Proses DTF sederhana dalam cara kerjanya seperti namanya – Mencetak pada film dan langsung mentransfernya ke kain. Langkah 1 – Cetak pada Film Daripada kertas biasa, masukkan film PET ke dalam baki printer. Pertama-tama cetak seluruh gambar berwarna putih pada film PET. Setelah
ini, dengan menggunakan pengaturan warna yang sesuai pada printer, cetak gambar yang diperlukan pada lapisan gambar putih. Hal penting yang perlu diingat adalah cetakan pada film harus merupakan bayangan cermin dari gambar sebenarnya yang ingin ditampilkan pada kain. Langkah 2 – Pembubukan Langkah ini adalah pengaplikasian bubuk lelehan panas pada film yang terdapat gambar cetakannya. Bedak diaplikasikan secara merata saat cetakan basah dan sisa bedak harus dihilangkan dengan hati-hati. Yang penting adalah memastikan bubuk tersebar merata ke seluruh permukaan cetakan pada film. Salah satu cara yang sangat umum untuk memastikan hal ini adalah dengan memegang film pada tepi pendeknya sehingga tepi panjangnya sejajar dengan lantai (orientasi lanskap) dan menuangkan bubuk di tengah film dari atas ke bawah sehingga membentuk tumpukan setebal kira-kira 1 inci di tengah dari atas ke bawah. Ambil film bersama dengan bedak dan tekuk sedikit ke dalam sehingga membentuk huruf U kecil dengan permukaan cekung menghadap diri sendiri. Sekarang goyangkan film ini dari kiri ke kanan dengan sangat pelan sehingga bubuk akan menyebar secara perlahan dan merata ke seluruh permukaan film. Sebagai alternatif, seseorang dapat menggunakan pengocok otomatis yang tersedia untuk pengaturan komersial. Langkah 3 – Mencairkan bubuk Seperti namanya, bubuk dicairkan pada langkah ini. Hal ini dapat dilakukan dengan berbagai cara. Cara yang paling umum adalah dengan memasukkan film dengan gambar cetakan dan bedak yang diaplikasikan ke dalam Curing Oven dan memanaskannya.

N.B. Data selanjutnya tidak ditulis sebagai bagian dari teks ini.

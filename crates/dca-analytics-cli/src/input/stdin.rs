use serde_json::Value;
use std::io::{self, Read};

/// Attempt to read a JSON request from stdin if data is being piped.
/// Returns None if stdin is a TTY (interactive).
pub fn read_stdin() -> Result<Option<Value>, Box<dyn std::error::Error>> {
    if atty::is(atty::Stream::Stdin) {
        return Ok(None);
    }

    let mut buffer = String::new();
    io::stdin().read_to_string(&mut buffer)?;

    let trimmed = buffer.trim();
    if trimmed.is_empty() {
        return Ok(None);
    }

    let value: Value = serde_json::from_str(trimmed)
        .map_err(|e| format!("Failed to parse request from stdin: {}", e))?;
    Ok(Some(value))
}
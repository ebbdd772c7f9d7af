use chrono::NaiveDate;
use serde::{Deserialize, Serialize};

use crate::series::ReturnSeries;
use crate::stats::{is_degenerate, mean, sample_std_dev};

/// Window length, in periods, of the rolling Sharpe series.
pub const ROLLING_WINDOW: usize = 6;

#[derive(Debug, Clone, Copy, PartialEq, Serialize, Deserialize)]
pub struct RollingSharpePoint {
    /// Date of the last period in the window.
    pub date: NaiveDate,
    pub sharpe: f64,
}

/// Per-period Sharpe ratio over a sliding window of `min(6, n)` returns.
///
/// Excess returns are measured against the monthly equivalent of the annual
/// risk-free rate. The ratio is not annualised. Windows with no dispersion
/// report 0.
pub fn rolling_sharpe(returns: &ReturnSeries, annual_risk_free_rate: f64) -> Vec<RollingSharpePoint> {
    let n = returns.len();
    if n == 0 {
        return Vec::new();
    }
    let window = ROLLING_WINDOW.min(n);
    let period_rf = (1.0 + annual_risk_free_rate).powf(1.0 / 12.0) - 1.0;

    let excess: Vec<f64> = returns.points.iter().map(|p| p.value - period_rf).collect();

    excess
        .windows(window)
        .zip(returns.points.iter().skip(window - 1))
        .map(|(w, end)| {
            let sd = sample_std_dev(w);
            let sharpe = if is_degenerate(sd) { 0.0 } else { mean(w) / sd };
            RollingSharpePoint {
                date: end.date,
                sharpe,
            }
        })
        .collect()
}

#[cfg(test)]
mod tests {
    use super::*;
    use crate::series::ReturnPoint;

    fn series(values: &[f64]) -> ReturnSeries {
        let points = values
            .iter()
            .enumerate()
            .map(|(i, &v)| ReturnPoint {
                date: NaiveDate::from_ymd_opt(2020, 1, 1).unwrap() + chrono::Duration::days(31 * i as i64),
                value: v,
            })
            .collect();
        ReturnSeries { points }
    }

    #[test]
    fn test_window_count() {
        let r = series(&[0.01, 0.02, -0.01, 0.03, 0.00, 0.01, 0.02, -0.02]);
        let out = rolling_sharpe(&r, 0.017);
        assert_eq!(out.len(), 3);
        assert_eq!(out[0].date, r.points[5].date);
        assert_eq!(out[2].date, r.points[7].date);
    }

    #[test]
    fn test_short_series_uses_whole_length() {
        let r = series(&[0.01, 0.03, 0.02]);
        let out = rolling_sharpe(&r, 0.0);
        assert_eq!(out.len(), 1);
        let expected = mean(&[0.01, 0.03, 0.02]) / sample_std_dev(&[0.01, 0.03, 0.02]);
        assert!((out[0].sharpe - expected).abs() < 1e-9);
    }

    #[test]
    fn test_flat_window_is_zero() {
        let r = series(&[0.0; 8]);
        let out = rolling_sharpe(&r, 0.02);
        assert!(out.iter().all(|p| p.sharpe == 0.0));
    }

    #[test]
    fn test_excess_over_monthly_rate() {
        let r = series(&[0.01, 0.02, 0.015, 0.03, 0.005, 0.02]);
        let rf = 0.05;
        let period_rf = 1.05f64.powf(1.0 / 12.0) - 1.0;
        let excess: Vec<f64> = r.values().iter().map(|v| v - period_rf).collect();
        let out = rolling_sharpe(&r, rf);
        assert!((out[0].sharpe - mean(&excess) / sample_std_dev(&excess)).abs() < 1e-9);
    }

    #[test]
    fn test_empty() {
        assert!(rolling_sharpe(&ReturnSeries::default(), 0.02).is_empty());
    }
}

Jika oven pengawetan tidak tersedia, letakkan film di dalam alat pres panas dan dekatkan bagian atas alat pres ke film tetapi jangan menyentuhnya. Harus ada celah sekitar 4 hingga 7 mm antara film dan pelat atas heat press. Seseorang dapat menggunakan kawat logam untuk mengikat bagian atas mesin press sedemikian rupa sehingga tidak menutupi film sepenuhnya dan meninggalkan celah yang diperlukan. Untuk hasil terbaik, sangat disarankan untuk mengikuti spesifikasi pabrikan untuk peleburan bubuk. Tergantung pada bedak dan peralatannya, pemanasan umumnya dilakukan selama 2 hingga 5 menit dengan suhu sekitar 160 hingga 170 derajat Celcius. Langkah 4 – Pra-pengepresan Langkah ini melibatkan pra-pengepresan pada kain sebelum gambar ditransfer ke film. Kain disimpan dalam alat pengepres panas dan
diberi tekanan di bawah panas selama sekitar 2 hingga 5 detik. Hal ini dilakukan untuk meratakan kain dan juga memastikan de-humidifikasi pada kain
kain. Pra-pengepresan membantu transfer gambar dari film ke kain dengan benar. Langkah 5 – Transfer Ini adalah inti dari proses pencetakan DTF. Film PET dengan gambar dan bubuk leleh ditempatkan pada kain yang telah dipres sebelumnya dalam mesin press panas untuk daya rekat yang kuat antara film dan kain. Proses ini juga disebut 'pengobatan'. Pengawetan dilakukan pada kisaran suhu 160 hingga 170 derajat Celcius selama kurang lebih 15 hingga 20 detik. Film sekarang melekat erat pada kain. Langkah 6 – Pengelupasan Dingin
Penting agar kain dan film yang sekarang menempel di atasnya mendingin hingga mencapai suhu kamar sebelum seseorang melepas film tersebut. Karena lelehan panas memiliki sifat yang mirip dengan Amida, saat didinginkan, ia bertindak sebagai pengikat yang menahan pigmen berwarna pada tinta agar melekat kuat pada serat kain. Setelah film mendingin, film tersebut harus dikupas dari kainnya, meninggalkan desain yang diperlukan tercetak dengan tinta di atas kain.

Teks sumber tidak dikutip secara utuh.